This article included in the Indian Ocean Climate special collection.

Corresponding author address: Tommy G. Jensen, IPRC, SOEST, University of Hawaii at Manoa, 1680 East West Rd., POST Bldg. 413F, Honolulu, HI 96822. Email: tjensen@hawaii.edu

This article included in the Indian Ocean Climate special collection.

In the past, great advances in Indian Ocean research have emerged after expeditions by research vessels such as the Discovery in the 1930s or international cooperative observational programs such as the International Indian Ocean Expedition (1960–65) and ship surveys during the World Ocean Circulation Experiment in the mid-1990s.

However, Saji et al. (1999) and Webster et al. (1999), in two letters to Nature, with an introduction by Anderson (1999), used existing observational data to bring attention to an air–sea interaction phenomenon across the tropical Indian Ocean. It involved abnormally high sea surface temperatures in the west during the southwest monsoon, and large cold anomalies off Sumatra and associated easterly equatorial wind anomalies that last through the fall. This La Niña–like pattern tends to make the Indian Ocean SST pattern be more like the pattern in Pacific Ocean and Atlantic Ocean tropical regions. The terms Indian Ocean dipole (IOD) mode or Indian Ocean zonal mode (IOZM) have been used for this climate event, and the extent to which this mode is independent from ENSO quickly became controversial. In spite of the controversy, or rather perhaps because of it, the IOD/IOZM discovery has generated an unprecedented interest in Indian Ocean air–sea interaction. The 24 papers in this special issue reflect this revival of interest in the Indian Ocean region. Many of these papers are based on presentations given at the Climate Variability and Predictability Studies (CLIVAR) workshop hosted by the International Pacific Research Center in Honolulu, Hawaii, from 29 November to 3 December 2004.

The first group of papers addresses the decadal and interannual variability in the Indian Ocean and its relation to El Niño and La Niña.
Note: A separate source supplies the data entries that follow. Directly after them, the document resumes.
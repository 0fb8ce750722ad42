//! Shared constants for end-to-end tests

/// API key configured on servers spawned with `TestServer::spawn_with_api_key`
pub const TEST_API_KEY: &str = "test-api-key";

/// Number of partners seeded in the fake Odoo
pub const PARTNER_COUNT: usize = 25;

/// Models seeded in the fake Odoo's `ir.model`
pub const SEEDED_MODELS: &[&str] = &["res.partner", "res.users", "res.company", "account.move"];

/// Maximum time to wait for a spawned server to answer `/health`
pub const SERVER_READY_TIMEOUT_MS: u64 = 5000;

/// Polling interval while waiting for the server
pub const SERVER_READY_POLL_INTERVAL_MS: u64 = 20;

/// Timeout of every request made by `TestClient`
pub const REQUEST_TIMEOUT_SECS: u64 = 10;
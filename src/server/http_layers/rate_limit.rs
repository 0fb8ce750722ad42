//! Per-client fixed-window rate limiting.
//!
//! Each client IP gets `max_requests` per window; the counter resets when the
//! window expires. Requests over the limit get 429 with `Retry-After`.

use axum::{
    body::Body,
    extract::State,
    http::{header, Request, StatusCode},
    middleware::Next,
    response::{IntoResponse, Response},
    Json,
};
use serde_json::json;
use std::collections::HashMap;
use std::net::IpAddr;
use std::sync::{Mutex, PoisonError};
use std::time::{Duration, Instant};
use tracing::warn;

use super::peer_ip;
use crate::server::metrics::record_rate_limit_hit;
use crate::server::state::GuardedRateLimiter;

/// Windows idle for this many window lengths are pruned.
const STALE_WINDOWS: u32 = 5;

#[derive(Debug)]
struct ClientWindow {
    count: u32,
    window_start: Instant,
}

impl ClientWindow {
    fn new() -> Self {
        Self {
            count: 0,
            window_start: Instant::now(),
        }
    }

    fn reset_if_expired(&mut self, window: Duration) {
        if self.window_start.elapsed() >= window {
            self.count = 0;
            self.window_start = Instant::now();
        }
    }
}

pub struct RateLimiter {
    max_requests: u32,
    window: Duration,
    clients: Mutex<HashMap<IpAddr, ClientWindow>>,
}

impl RateLimiter {
    pub fn new(max_requests: u32, window: Duration) -> Self {
        Self {
            max_requests,
            window,
            clients: Mutex::new(HashMap::new()),
        }
    }

    pub fn window(&self) -> Duration {
        self.window
    }

    /// Check if a request is allowed and record it if so.
    /// Returns Err(retry_after_secs) when the client is over the limit.
    pub fn check_and_record(&self, client: IpAddr) -> Result<(), u64> {
        let mut clients = self.clients.lock().unwrap_or_else(PoisonError::into_inner);
        let state = clients.entry(client).or_insert_with(ClientWindow::new);

        state.reset_if_expired(self.window);

        if state.count >= self.max_requests {
            let remaining = self.window.saturating_sub(state.window_start.elapsed());
            return Err(remaining.as_secs().max(1));
        }

        state.count += 1;
        Ok(())
    }

    /// Requests recorded for `client` in its current window.
    #[cfg(test)]
    fn usage(&self, client: IpAddr) -> Option<u32> {
        let clients = self.clients.lock().unwrap_or_else(PoisonError::into_inner);
        clients.get(&client).map(|s| s.count)
    }

    /// Clean up old entries (call periodically)
    pub fn cleanup_stale_entries(&self) {
        let mut clients = self.clients.lock().unwrap_or_else(PoisonError::into_inner);
        let threshold = self.window * STALE_WINDOWS;
        clients.retain(|_, state| state.window_start.elapsed() < threshold);
    }

    #[cfg(test)]
    fn tracked_clients(&self) -> usize {
        self.clients
            .lock()
            .unwrap_or_else(PoisonError::into_inner)
            .len()
    }
}

/// Middleware applying the limiter to the peer address.
pub async fn rate_limit(
    State(limiter): State<GuardedRateLimiter>,
    request: Request<Body>,
    next: Next,
) -> Response {
    let Some(client) = peer_ip(&request) else {
        return next.run(request).await;
    };

    match limiter.check_and_record(client) {
        Ok(()) => next.run(request).await,
        Err(retry_after) => {
            let path = request.uri().path().to_string();
            warn!("Rate limit exceeded for {} on {}", client, path);
            record_rate_limit_hit(&path);
            (
                StatusCode::TOO_MANY_REQUESTS,
                [(header::RETRY_AFTER, retry_after.to_string())],
                Json(json!({
                    "error": format!("Rate limit exceeded, retry after {} seconds", retry_after)
                })),
            )
                .into_response()
        }
    }
}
Part of the controversy as to which extent IOD and ENSO are related depends on the definition of these events. Meyers et al. propose a new method to classify El Niño, La Niña, and positive and negative IOD events and use that method to identify independent and co-occurring events from 1876 to 1999, setting the stage for the subsequent papers in this group. In the paper by Tozuka et al., a 200-yr run of a coupled ocean–atmosphere model is analyzed for decadal variations of sea surface temperature anomaly (SSTA) and heat content over the Indian Ocean. Modulation of an El Niño–like basin-scale SSTA pattern and an independent interannual IOD pattern are found. In the following paper by Song et al., a similar decadal modulation is seen. They explore the feedbacks between oceanic heat content and the atmosphere in a 250-yr-long coupled atmosphere–ocean model over the Indian Ocean with emphasis on composite El Niño and IOD events. Co-occurrence of IOD and El Niño results in particularly strong anomaly patterns. Huang and Shukla, in two papers, use ensemble coupled ocean–atmosphere model runs to determine the link between remote and regional forcing in the Indian Ocean. It is accomplished by using a globally coupled model and a model in which SST is prescribed outside the Indian Ocean. The dominant external forcing of a tropical Indian Ocean mode is due to ENSO, leading to longer-lasting thermocline anomalies in the southwest Indian Ocean compared to the regional forced case. A subtropical mode with an IOD pattern and independent of ENSO is also identified. Finally, the last paper in this group by Drbohlav et al. uses reanalysis data, observed SST, and ocean data assimilation products to analyze the differences in wind patterns and SST during IOD events in El Niño years and during non–El Niño years, and provides a detailed discussion of the role of advection and heat flux.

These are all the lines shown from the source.